**Exercise goal**
Extract all lines from the data beneath that include the word "channels".

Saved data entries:
//! Transit state machine
//!
//! The six states and their guards, as a pure function. The speedometer
//! feeds it the current detections and the time since its last timestamp
//! mark, then carries out the returned [`Action`]. Nothing here touches
//! hardware or a clock, so every path can be tested directly.
//!
//! ```text
//! Clear ──A only──► SenseA ──B──► Updated ──speed read──► Active
//!   │                 │                                   ▲   │
//!   ├──B only──► SenseB ──A──► Updated                    │   │ both quiet
//!   │                 │                                   │   ▼
//!   │                 └──timeout──────────────────────────┘ Clearing
//!   │                                          A or B ◄───────┤
//!   └──A and B──► Clearing                      quiet long enough ──► Clear
//! ```

use crate::config::SpeedometerConfig;

/// State of the transit timer
#[derive(Debug, Clone, Copy, PartialEq, Eq, Default)]
#[cfg_attr(feature = "defmt", derive(defmt::Format))]
pub enum TransitState {
    /// Idle, watching for a first detection on either channel
    #[default]
    Clear,
    /// Detected on A, timing until B detects
    SenseA,
    /// Detected on B, timing until A detects
    SenseB,
    /// Speed computed, waiting for a reader to take it
    Updated,
    /// Waiting for both channels to stop detecting
    Active,
    /// Both channels quiet, waiting out the clear timeout
    Clearing,
}

impl TransitState {
    /// One channel has fired and the other hasn't yet
    pub fn is_partial(self) -> bool {
        matches!(self, TransitState::SenseA | TransitState::SenseB)
    }
}

/// Detection booleans for one measurement cycle
#[derive(Debug, Clone, Copy, PartialEq, Eq, Default)]
#[cfg_attr(feature = "defmt", derive(defmt::Format))]
pub struct Detections {
    /// Channel A sees an object in its window
    pub a: bool,
    /// Channel B sees an object in its window
    pub b: bool,
}

impl Detections {
    /// Detections from the two channel flags
    pub fn new(a: bool, b: bool) -> Self {
        Self { a, b }
    }

    /// Either channel detecting
    pub fn any(self) -> bool {
        self.a || self.b
    }

    /// Both channels detecting
    pub fn both(self) -> bool {
        self.a && self.b
    }
}

/// Side effect the speedometer must carry out for a transition
#[derive(Debug, Clone, Copy, PartialEq, Eq)]
#[cfg_attr(feature = "defmt", derive(defmt::Format))]
pub enum Action {
    /// Nothing beyond the state change
    None,
    /// Mark now as the start of a timing interval
    StartInterval,
    /// Compute the speed for `elapsed_ms`, flag it for readers, mark now
    Measure {
        /// Transit time between the two detections
        elapsed_ms: u64,
    },
    /// Drop the open interval and zero the speed
    Abandon,
    /// Mark now as the start of the clear timeout
    StartSettle,
}

/// Result of one step of the state machine
#[derive(Debug, Clone, Copy, PartialEq, Eq)]
pub struct Transition {
    /// State after this cycle
    pub next: TransitState,
    /// What the caller must do
    pub action: Action,
}

impl Transition {
    fn to(next: TransitState, action: Action) -> Self {
        Self { next, action }
    }

    fn stay(state: TransitState) -> Self {
        Self::to(state, Action::None)
    }
}

/// Compute the next state
///
/// - `elapsed_ms`: time since the last mark (interval start or settle start)
/// - `update_pending`: the last measured speed has not been read yet
///
/// A double detection in `Clear` starts the clear timeout at that cycle
/// (`StartSettle`) instead of measuring it from whatever mark was left over
/// from the previous train.
pub fn transition(
    state: TransitState,
    det: Detections,
    elapsed_ms: u64,
    update_pending: bool,
    config: &SpeedometerConfig,
) -> Transition {
    use TransitState::*;

    match state {
        Clear => match (det.a, det.b) {
            // Can't tell which came first
            (true, true) => Transition::to(Clearing, Action::StartSettle),
            (true, false) => Transition::to(SenseA, Action::StartInterval),
            (false, true) => Transition::to(SenseB, Action::StartInterval),
            (false, false) => Transition::stay(Clear),
        },

        SenseA => second_edge(state, det.b, elapsed_ms, config),
        SenseB => second_edge(state, det.a, elapsed_ms, config),

        Updated if !update_pending => Transition::to(Active, Action::None),
        Updated => Transition::stay(Updated),

        Active if !det.any() => Transition::to(Clearing, Action::StartSettle),
        Active => Transition::stay(Active),

        Clearing if det.any() => Transition::to(Active, Action::None),
        Clearing if elapsed_ms > config.clear_timeout_ms => Transition::to(Clear, Action::None),
        Clearing => Transition::stay(Clearing),
    }
}

fn second_edge(
    state: TransitState,
    other_detected: bool,
    elapsed_ms: u64,
    config: &SpeedometerConfig,
) -> Transition {
    if other_detected {
        if elapsed_ms == 0 {
            // Same instant on both sides is as ambiguous as a double detect
            Transition::to(TransitState::Active, Action::Abandon)
        } else {
            Transition::to(TransitState::Updated, Action::Measure { elapsed_ms })
        }
    } else if elapsed_ms > config.second_sensor_timeout_ms {
        Transition::to(TransitState::Active, Action::Abandon)
    } else {
        Transition::stay(state)
    }
}

#[cfg(test)]
mod tests {
    use super::*;
    use TransitState::*;

    const NONE: Detections = Detections { a: false, b: false };
    const A: Detections = Detections { a: true, b: false };
    const B: Detections = Detections { a: false, b: true };
    const BOTH: Detections = Detections { a: true, b: true };

    fn step(state: TransitState, det: Detections, elapsed_ms: u64, pending: bool) -> Transition {
        transition(state, det, elapsed_ms, pending, &SpeedometerConfig::default())
    }

    #[test]
    fn clear_waits_for_single_detection() {
        assert_eq!(step(Clear, NONE, 0, false), Transition::stay(Clear));
        assert_eq!(step(Clear, A, 0, false), Transition::to(SenseA, Action::StartInterval));
        assert_eq!(step(Clear, B, 0, false), Transition::to(SenseB, Action::StartInterval));
    }

    #[test]
    fn clear_rejects_double_detection() {
        assert_eq!(step(Clear, BOTH, 0, false), Transition::to(Clearing, Action::StartSettle));
    }

    #[test]
    fn second_edge_measures() {
        assert_eq!(
            step(SenseA, BOTH, 200, false),
            Transition::to(Updated, Action::Measure { elapsed_ms: 200 })
        );
        assert_eq!(
            step(SenseB, A, 350, false),
            Transition::to(Updated, Action::Measure { elapsed_ms: 350 })
        );
        // Own channel still detecting doesn't count
        assert_eq!(step(SenseA, A, 200, false), Transition::stay(SenseA));
        assert_eq!(step(SenseB, B, 200, false), Transition::stay(SenseB));
    }

    #[test]
    fn second_edge_times_out() {
        let limit = SpeedometerConfig::default().second_sensor_timeout_ms;
        assert_eq!(step(SenseA, A, limit, false), Transition::stay(SenseA));
        assert_eq!(step(SenseA, A, limit + 1, false), Transition::to(Active, Action::Abandon));
        assert_eq!(step(SenseB, NONE, limit + 1, false), Transition::to(Active, Action::Abandon));
    }

    #[test]
    fn zero_elapsed_abandoned() {
        assert_eq!(step(SenseA, BOTH, 0, false), Transition::to(Active, Action::Abandon));
    }

    #[test]
    fn updated_waits_for_reader() {
        assert_eq!(step(Updated, NONE, 10, true), Transition::stay(Updated));
        assert_eq!(step(Updated, BOTH, 10, false), Transition::to(Active, Action::None));
    }

    #[test]
    fn active_waits_for_both_clear() {
        assert_eq!(step(Active, A, 0, false), Transition::stay(Active));
        assert_eq!(step(Active, B, 0, false), Transition::stay(Active));
        assert_eq!(step(Active, NONE, 0, false), Transition::to(Clearing, Action::StartSettle));
    }

    #[test]
    fn clearing_debounces() {
        let limit = SpeedometerConfig::default().clear_timeout_ms;
        assert_eq!(step(Clearing, B, limit + 100, false), Transition::to(Active, Action::None));
        assert_eq!(step(Clearing, NONE, limit, false), Transition::stay(Clearing));
        assert_eq!(step(Clearing, NONE, limit + 1, false), Transition::to(Clear, Action::None));
    }

    #[test]
    fn only_sense_states_are_partial() {
        for state in [Clear, Updated, Active, Clearing] {
            assert!(!state.is_partial());
        }
        assert!(SenseA.is_partial());
        assert!(SenseB.is_partial());
    }
}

**Output for this exercise**
    /// Waiting for both channels to stop detecting
    /// Both channels quiet, waiting out the clear timeout
    /// Both channels detecting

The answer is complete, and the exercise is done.